Cleavage, Auto-antonyms, and Non-Contradiction
Once, I used a sentence that had the word “cleave”, and a commenter said she liked the word. Now, of course, I too like the word “cleave,” because it is more-often than not a prelude to two breasts—“cleavage”—and what is there to hate about a pair of coy, and sexily-shy breasts?
But “cleave,” unfortunately, means two things: to take apart, and to put together. It cleaves the girlbossom into two, and then one’s tongue cleaves to the roof of one’s mouth.
Two opposite meanings, one word.
Or, for that matter, “Dust that table” should mean “put dust on the table,” just as much as it should mean “beat the dust off that table.”
Auto-antonyms, they call them. If nothing else, they teach us that humans are not computers. There is no way to express such sentences in Boolean (computer) logic, in all its variants. But humans do it all the time. Humans are hot, man; humans are cool.
The bigger lesson, of course, is that humans generally don’t mean contradictions when they affirm things that seem so; often it is a category error on the part of their critic. Yes, they can contradict themselves by claiming that they hold to axioms that, in fact, they do not (as evidenced by their failure to be consistent with those axioms); but they do not hold contradictory axioms.

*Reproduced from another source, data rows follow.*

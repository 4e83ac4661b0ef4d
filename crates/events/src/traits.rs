use async_trait::async_trait;
use std::collections::BTreeMap;
use std::time::Duration;

use super::models::{ClaimedEntry, StreamEntry};
use super::Result;

/// Log-structured stream with consumer groups (Redis streams semantics).
#[async_trait]
pub trait StreamStore: Send + Sync {
    /// Append an entry, trimming the stream to roughly `max_len`. Returns the new id.
    async fn append(
        &self,
        stream: &str,
        fields: &BTreeMap<String, String>,
        max_len: usize,
    ) -> Result<String>;

    /// Create `group` at the start of `stream`; an existing group is fine.
    async fn ensure_group(&self, stream: &str, group: &str) -> Result<()>;

    /// Entries never delivered to the group, waiting up to `block` for some.
    async fn read_group(
        &self,
        stream: &str,
        group: &str,
        consumer: &str,
        count: usize,
        block: Duration,
    ) -> Result<Vec<StreamEntry>>;

    /// Remove entries from the group's pending list.
    async fn ack(&self, stream: &str, group: &str, ids: &[String]) -> Result<usize>;

    /// Take over pending entries idle for at least `min_idle`.
    async fn claim_stale(
        &self,
        stream: &str,
        group: &str,
        consumer: &str,
        min_idle: Duration,
        count: usize,
    ) -> Result<Vec<ClaimedEntry>>;
}

/// Side effect run for each consumed entry. An error leaves the entry pending.
#[async_trait]
pub trait EventHandler: Send + Sync {
    async fn handle(&self, entry: &StreamEntry) -> Result<()>;
}
//! SQLite pool, migrations and the single-writer actor.

pub mod write_actor;

use diesel::connection::SimpleConnection;
use diesel::r2d2::{self, ConnectionManager, CustomizeConnection, Pool, PooledConnection};
use diesel::sqlite::SqliteConnection;
use diesel::Connection;
use diesel_migrations::{embed_migrations, EmbeddedMigrations, MigrationHarness};
use std::path::Path;
use std::sync::Arc;

use lmsbridge_core::Result;

use crate::errors::StorageError;

pub use write_actor::{spawn_writer, WriteHandle};

pub const MIGRATIONS: EmbeddedMigrations = embed_migrations!("migrations");

pub type DbPool = Pool<ConnectionManager<SqliteConnection>>;
pub type DbConnection = PooledConnection<ConnectionManager<SqliteConnection>>;

const POOL_MAX_SIZE: u32 = 8;
const CONNECTION_PRAGMAS: &str =
    "PRAGMA journal_mode = WAL; PRAGMA busy_timeout = 5000; PRAGMA foreign_keys = ON;";

#[derive(Debug)]
struct ConnectionOptions;

impl CustomizeConnection<SqliteConnection, r2d2::Error> for ConnectionOptions {
    fn on_acquire(&self, conn: &mut SqliteConnection) -> std::result::Result<(), r2d2::Error> {
        conn.batch_execute(CONNECTION_PRAGMAS)
            .map_err(r2d2::Error::QueryError)
    }
}

/// Make sure the database file's directory exists and return the path.
pub fn init(db_path: &str) -> Result<String> {
    if let Some(parent) = Path::new(db_path).parent() {
        if !parent.as_os_str().is_empty() {
            std::fs::create_dir_all(parent).map_err(|e| {
                StorageError::Migration(format!(
                    "cannot create database directory {}: {}",
                    parent.display(),
                    e
                ))
            })?;
        }
    }
    Ok(db_path.to_string())
}

pub fn run_migrations(db_path: &str) -> Result<()> {
    let mut conn = SqliteConnection::establish(db_path).map_err(StorageError::from)?;
    conn.batch_execute(CONNECTION_PRAGMAS)
        .map_err(StorageError::from)?;
    let applied = conn
        .run_pending_migrations(MIGRATIONS)
        .map_err(|e| StorageError::Migration(e.to_string()))?;
    if !applied.is_empty() {
        log::info!("[Storage] Applied {} migration(s)", applied.len());
    }
    Ok(())
}

pub fn create_pool(db_path: &str) -> Result<Arc<DbPool>> {
    let manager = ConnectionManager::<SqliteConnection>::new(db_path);
    let pool = Pool::builder()
        .max_size(POOL_MAX_SIZE)
        .connection_customizer(Box::new(ConnectionOptions))
        .build(manager)
        .map_err(StorageError::from)?;
    Ok(Arc::new(pool))
}

pub fn get_connection(pool: &DbPool) -> Result<DbConnection> {
    Ok(pool.get().map_err(StorageError::from)?)
}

So, when I criticise an atheist’s inconsistency, I’m saying that his axioms forbid his calling himself an atheist, seeing as he doesn’t follow the implications of his creed to their logical end (which would entail, among other things, not believing in love, hope, distress, or the like, for example). Since he is calling himself and atheist, he is lying—the gentle name of which is “inconsistency.”